Data items:

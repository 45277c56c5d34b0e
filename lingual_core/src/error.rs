use miette::Diagnostic;
use thiserror::Error;

#[derive(Debug, Diagnostic, Error)]
#[non_exhaustive]
pub enum LingualError {
	#[error(transparent)]
	#[diagnostic(code(lingual::io_error))]
	Io(#[from] std::io::Error),

	#[error("invalid slug: `{0}`")]
	#[diagnostic(
		code(lingual::invalid_slug),
		help("slugs may only contain ASCII letters, digits and hyphens")
	)]
	InvalidSlug(String),

	#[error("lesson not found: `{0}`")]
	#[diagnostic(
		code(lingual::lesson_not_found),
		help("add `lessons/{0}.md` to the data root or fix the slug")
	)]
	LessonNotFound(String),

	#[error("quiz not found: `{0}`")]
	#[diagnostic(
		code(lingual::quiz_not_found),
		help("quiz ids are only valid for the lifetime of the process that issued them")
	)]
	QuizNotFound(String),

	#[error("invalid front matter in lesson `{slug}`: {reason}")]
	#[diagnostic(
		code(lingual::front_matter),
		help("start the lesson with a YAML block delimited by `---` lines")
	)]
	FrontMatter { slug: String, reason: String },

	#[error("malformed quiz bank `{slug}`: {reason}")]
	#[diagnostic(code(lingual::malformed_bank))]
	MalformedBank { slug: String, reason: String },

	#[error("malformed category map: {0}")]
	#[diagnostic(
		code(lingual::malformed_category_map),
		help("map.json must be an object of category name to a list of lesson slugs")
	)]
	MalformedCategoryMap(String),

	#[error("failure to render markdown: {0}")]
	#[diagnostic(code(lingual::markdown))]
	Markdown(String),

	#[error("invalid pattern for rule `{name}`: {reason}")]
	#[diagnostic(code(lingual::invalid_pattern))]
	InvalidPattern { name: String, reason: String },

	#[error("unknown extension: `{0}`")]
	#[diagnostic(
		code(lingual::unknown_extension),
		help("available extensions: furigana")
	)]
	UnknownExtension(String),

	#[error("path escapes the data root: `{0}`")]
	#[diagnostic(
		code(lingual::path_outside_root),
		help("remove the symlink or move the document inside the data root")
	)]
	PathOutsideRoot(String),

	#[error("failed to parse config file: {0}")]
	#[diagnostic(
		code(lingual::config_parse),
		help("check that lingual.toml is valid TOML with an optional [routes] and [quiz] section")
	)]
	ConfigParse(String),
}

impl LingualError {
	/// Returns true when the error means the requested item does not exist.
	pub fn is_not_found(&self) -> bool {
		matches!(self, Self::LessonNotFound(_) | Self::QuizNotFound(_))
	}
}

pub type LingualResult<T> = Result<T, LingualError>;
pub type AnyError = Box<dyn std::error::Error>;
pub type AnyEmptyResult = Result<(), AnyError>;
pub type AnyResult<T> = Result<T, AnyError>;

About this exercise ::
Each line in the data where the string "AnyError" occurs should be identified and copied.

Exercise response ::
pub type AnyError = Box<dyn std::error::Error>;
pub type AnyEmptyResult = Result<(), AnyError>;
pub type AnyResult<T> = Result<T, AnyError>;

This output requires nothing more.